A single number is wanted: how many lines of the records below contain the word "typed".

-------- Information --------

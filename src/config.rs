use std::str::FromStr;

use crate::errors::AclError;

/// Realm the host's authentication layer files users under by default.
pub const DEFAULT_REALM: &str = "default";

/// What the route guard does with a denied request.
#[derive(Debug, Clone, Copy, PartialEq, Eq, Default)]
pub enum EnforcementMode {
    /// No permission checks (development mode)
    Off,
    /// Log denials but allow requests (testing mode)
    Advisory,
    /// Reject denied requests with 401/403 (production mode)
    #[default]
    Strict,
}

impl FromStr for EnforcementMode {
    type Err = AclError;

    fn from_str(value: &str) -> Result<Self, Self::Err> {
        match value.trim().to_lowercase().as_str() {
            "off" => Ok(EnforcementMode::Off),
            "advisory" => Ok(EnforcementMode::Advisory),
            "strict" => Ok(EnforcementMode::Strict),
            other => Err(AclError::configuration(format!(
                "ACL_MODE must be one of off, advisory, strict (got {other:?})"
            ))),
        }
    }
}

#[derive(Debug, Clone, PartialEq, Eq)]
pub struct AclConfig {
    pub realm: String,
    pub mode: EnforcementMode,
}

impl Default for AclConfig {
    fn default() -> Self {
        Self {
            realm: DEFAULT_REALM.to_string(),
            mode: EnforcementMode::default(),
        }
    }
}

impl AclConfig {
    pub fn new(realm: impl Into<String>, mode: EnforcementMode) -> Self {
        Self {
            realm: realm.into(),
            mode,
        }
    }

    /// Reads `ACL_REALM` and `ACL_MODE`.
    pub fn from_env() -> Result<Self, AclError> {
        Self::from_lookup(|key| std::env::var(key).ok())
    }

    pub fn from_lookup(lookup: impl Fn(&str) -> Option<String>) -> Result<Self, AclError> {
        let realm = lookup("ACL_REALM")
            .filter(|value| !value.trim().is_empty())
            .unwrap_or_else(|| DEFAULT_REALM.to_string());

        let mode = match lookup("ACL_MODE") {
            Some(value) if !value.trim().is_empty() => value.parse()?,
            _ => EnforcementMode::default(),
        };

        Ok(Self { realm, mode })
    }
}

--------
-------- Information --------

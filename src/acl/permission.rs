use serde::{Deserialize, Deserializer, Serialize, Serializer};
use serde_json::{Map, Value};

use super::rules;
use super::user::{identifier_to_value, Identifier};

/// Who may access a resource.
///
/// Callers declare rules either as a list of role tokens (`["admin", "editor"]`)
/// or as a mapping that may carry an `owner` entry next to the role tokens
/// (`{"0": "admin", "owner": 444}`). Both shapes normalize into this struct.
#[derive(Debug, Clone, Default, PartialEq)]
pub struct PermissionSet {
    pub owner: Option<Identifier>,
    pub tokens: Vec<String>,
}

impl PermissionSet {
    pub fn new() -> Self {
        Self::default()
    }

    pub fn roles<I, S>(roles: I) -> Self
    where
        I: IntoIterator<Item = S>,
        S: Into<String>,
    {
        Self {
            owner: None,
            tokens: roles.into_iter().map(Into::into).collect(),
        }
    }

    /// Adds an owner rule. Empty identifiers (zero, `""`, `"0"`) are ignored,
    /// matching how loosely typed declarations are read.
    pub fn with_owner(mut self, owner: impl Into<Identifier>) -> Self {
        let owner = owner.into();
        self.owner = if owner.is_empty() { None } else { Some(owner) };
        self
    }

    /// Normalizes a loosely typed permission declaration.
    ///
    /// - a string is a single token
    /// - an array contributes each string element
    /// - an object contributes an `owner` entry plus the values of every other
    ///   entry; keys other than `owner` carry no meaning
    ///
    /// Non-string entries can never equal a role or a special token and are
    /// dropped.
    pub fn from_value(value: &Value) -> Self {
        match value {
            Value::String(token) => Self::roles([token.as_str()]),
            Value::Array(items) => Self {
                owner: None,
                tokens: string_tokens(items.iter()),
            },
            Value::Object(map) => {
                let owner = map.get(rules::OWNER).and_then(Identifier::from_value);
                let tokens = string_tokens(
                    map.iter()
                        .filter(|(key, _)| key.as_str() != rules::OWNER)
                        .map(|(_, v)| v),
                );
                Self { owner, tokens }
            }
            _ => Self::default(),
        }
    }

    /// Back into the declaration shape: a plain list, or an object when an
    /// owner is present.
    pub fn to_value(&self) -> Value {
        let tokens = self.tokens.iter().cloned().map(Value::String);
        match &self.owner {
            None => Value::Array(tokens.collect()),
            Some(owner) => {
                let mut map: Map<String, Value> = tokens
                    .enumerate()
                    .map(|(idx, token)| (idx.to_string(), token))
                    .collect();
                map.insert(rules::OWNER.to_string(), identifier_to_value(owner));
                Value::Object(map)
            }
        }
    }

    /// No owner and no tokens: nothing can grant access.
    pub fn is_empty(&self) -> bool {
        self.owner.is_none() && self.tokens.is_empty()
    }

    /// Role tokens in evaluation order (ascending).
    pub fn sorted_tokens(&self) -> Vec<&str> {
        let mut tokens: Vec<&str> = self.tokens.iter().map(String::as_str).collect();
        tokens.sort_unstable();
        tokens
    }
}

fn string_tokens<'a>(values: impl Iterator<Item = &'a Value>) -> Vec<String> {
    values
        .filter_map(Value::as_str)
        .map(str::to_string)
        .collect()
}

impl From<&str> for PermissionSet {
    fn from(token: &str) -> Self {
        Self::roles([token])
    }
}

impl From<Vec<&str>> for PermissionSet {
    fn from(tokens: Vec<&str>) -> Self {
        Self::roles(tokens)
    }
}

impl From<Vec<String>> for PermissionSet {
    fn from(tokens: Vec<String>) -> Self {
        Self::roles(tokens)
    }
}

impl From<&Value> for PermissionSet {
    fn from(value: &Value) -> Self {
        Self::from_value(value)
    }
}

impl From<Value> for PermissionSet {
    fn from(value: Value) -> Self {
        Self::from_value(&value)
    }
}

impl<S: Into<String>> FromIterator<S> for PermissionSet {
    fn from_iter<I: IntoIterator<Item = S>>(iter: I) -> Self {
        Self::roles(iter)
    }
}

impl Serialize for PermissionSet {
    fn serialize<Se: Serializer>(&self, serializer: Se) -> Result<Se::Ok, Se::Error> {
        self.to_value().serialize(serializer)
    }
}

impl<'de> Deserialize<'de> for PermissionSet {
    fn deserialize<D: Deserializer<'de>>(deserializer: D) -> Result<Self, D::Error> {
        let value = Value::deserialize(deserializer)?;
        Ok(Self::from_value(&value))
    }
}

--------
-------- Information --------

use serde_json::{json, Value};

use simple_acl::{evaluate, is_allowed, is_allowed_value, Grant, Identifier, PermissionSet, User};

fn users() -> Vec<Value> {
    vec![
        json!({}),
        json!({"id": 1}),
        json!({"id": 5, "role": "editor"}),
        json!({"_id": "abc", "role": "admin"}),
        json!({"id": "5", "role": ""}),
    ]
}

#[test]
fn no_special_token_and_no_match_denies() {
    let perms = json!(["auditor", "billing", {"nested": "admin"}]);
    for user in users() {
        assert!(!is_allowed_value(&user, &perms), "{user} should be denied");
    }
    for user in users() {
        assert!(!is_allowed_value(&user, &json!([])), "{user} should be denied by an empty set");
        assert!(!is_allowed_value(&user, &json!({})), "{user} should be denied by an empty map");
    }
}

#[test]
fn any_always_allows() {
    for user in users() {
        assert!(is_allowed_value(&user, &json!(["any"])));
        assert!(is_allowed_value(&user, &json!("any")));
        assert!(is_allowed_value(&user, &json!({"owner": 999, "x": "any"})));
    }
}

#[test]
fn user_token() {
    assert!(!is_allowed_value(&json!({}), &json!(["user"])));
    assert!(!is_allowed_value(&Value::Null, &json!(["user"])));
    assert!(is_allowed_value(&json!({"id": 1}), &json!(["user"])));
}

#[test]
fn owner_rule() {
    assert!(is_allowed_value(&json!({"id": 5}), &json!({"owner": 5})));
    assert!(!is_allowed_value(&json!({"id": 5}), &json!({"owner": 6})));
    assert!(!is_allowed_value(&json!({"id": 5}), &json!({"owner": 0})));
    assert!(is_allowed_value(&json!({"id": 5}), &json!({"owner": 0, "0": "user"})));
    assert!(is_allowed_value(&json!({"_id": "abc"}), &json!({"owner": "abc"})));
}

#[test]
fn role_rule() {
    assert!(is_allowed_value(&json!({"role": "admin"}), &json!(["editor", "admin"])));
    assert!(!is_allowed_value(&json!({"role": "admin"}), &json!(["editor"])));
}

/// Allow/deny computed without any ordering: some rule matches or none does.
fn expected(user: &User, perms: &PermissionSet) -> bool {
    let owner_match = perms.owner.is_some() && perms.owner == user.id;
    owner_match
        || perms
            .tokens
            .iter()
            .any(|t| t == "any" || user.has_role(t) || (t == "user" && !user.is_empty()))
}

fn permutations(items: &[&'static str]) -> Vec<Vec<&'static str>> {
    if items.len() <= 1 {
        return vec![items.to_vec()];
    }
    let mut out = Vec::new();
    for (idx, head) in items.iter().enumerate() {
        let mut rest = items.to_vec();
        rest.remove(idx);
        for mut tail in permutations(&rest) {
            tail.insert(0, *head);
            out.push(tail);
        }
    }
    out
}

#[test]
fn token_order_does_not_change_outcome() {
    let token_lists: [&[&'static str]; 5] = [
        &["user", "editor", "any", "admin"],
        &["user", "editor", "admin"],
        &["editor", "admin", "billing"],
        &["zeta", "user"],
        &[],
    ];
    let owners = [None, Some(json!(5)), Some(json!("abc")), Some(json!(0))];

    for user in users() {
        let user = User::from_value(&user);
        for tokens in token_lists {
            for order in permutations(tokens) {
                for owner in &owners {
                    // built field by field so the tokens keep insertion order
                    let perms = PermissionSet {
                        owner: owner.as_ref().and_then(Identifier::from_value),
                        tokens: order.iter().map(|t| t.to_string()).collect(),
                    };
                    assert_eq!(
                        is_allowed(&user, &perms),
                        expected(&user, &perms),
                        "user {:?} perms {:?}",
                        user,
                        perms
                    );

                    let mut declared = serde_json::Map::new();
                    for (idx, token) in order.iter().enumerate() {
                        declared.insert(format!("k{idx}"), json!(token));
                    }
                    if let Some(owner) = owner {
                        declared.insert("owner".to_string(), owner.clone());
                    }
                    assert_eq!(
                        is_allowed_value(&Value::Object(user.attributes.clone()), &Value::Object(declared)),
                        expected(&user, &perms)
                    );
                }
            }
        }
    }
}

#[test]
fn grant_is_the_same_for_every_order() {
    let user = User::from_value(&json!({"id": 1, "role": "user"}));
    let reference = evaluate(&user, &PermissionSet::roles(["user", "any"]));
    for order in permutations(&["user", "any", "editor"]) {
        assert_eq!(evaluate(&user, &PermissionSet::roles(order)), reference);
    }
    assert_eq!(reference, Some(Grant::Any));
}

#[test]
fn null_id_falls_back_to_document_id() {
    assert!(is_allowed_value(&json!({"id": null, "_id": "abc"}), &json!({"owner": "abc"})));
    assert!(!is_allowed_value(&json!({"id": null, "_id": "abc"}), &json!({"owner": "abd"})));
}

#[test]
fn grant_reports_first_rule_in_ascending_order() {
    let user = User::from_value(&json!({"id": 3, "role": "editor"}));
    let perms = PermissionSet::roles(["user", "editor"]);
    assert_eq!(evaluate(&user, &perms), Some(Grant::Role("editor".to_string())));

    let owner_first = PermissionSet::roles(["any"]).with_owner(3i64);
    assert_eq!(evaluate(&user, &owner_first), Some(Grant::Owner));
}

--------

> Finished exercise:
2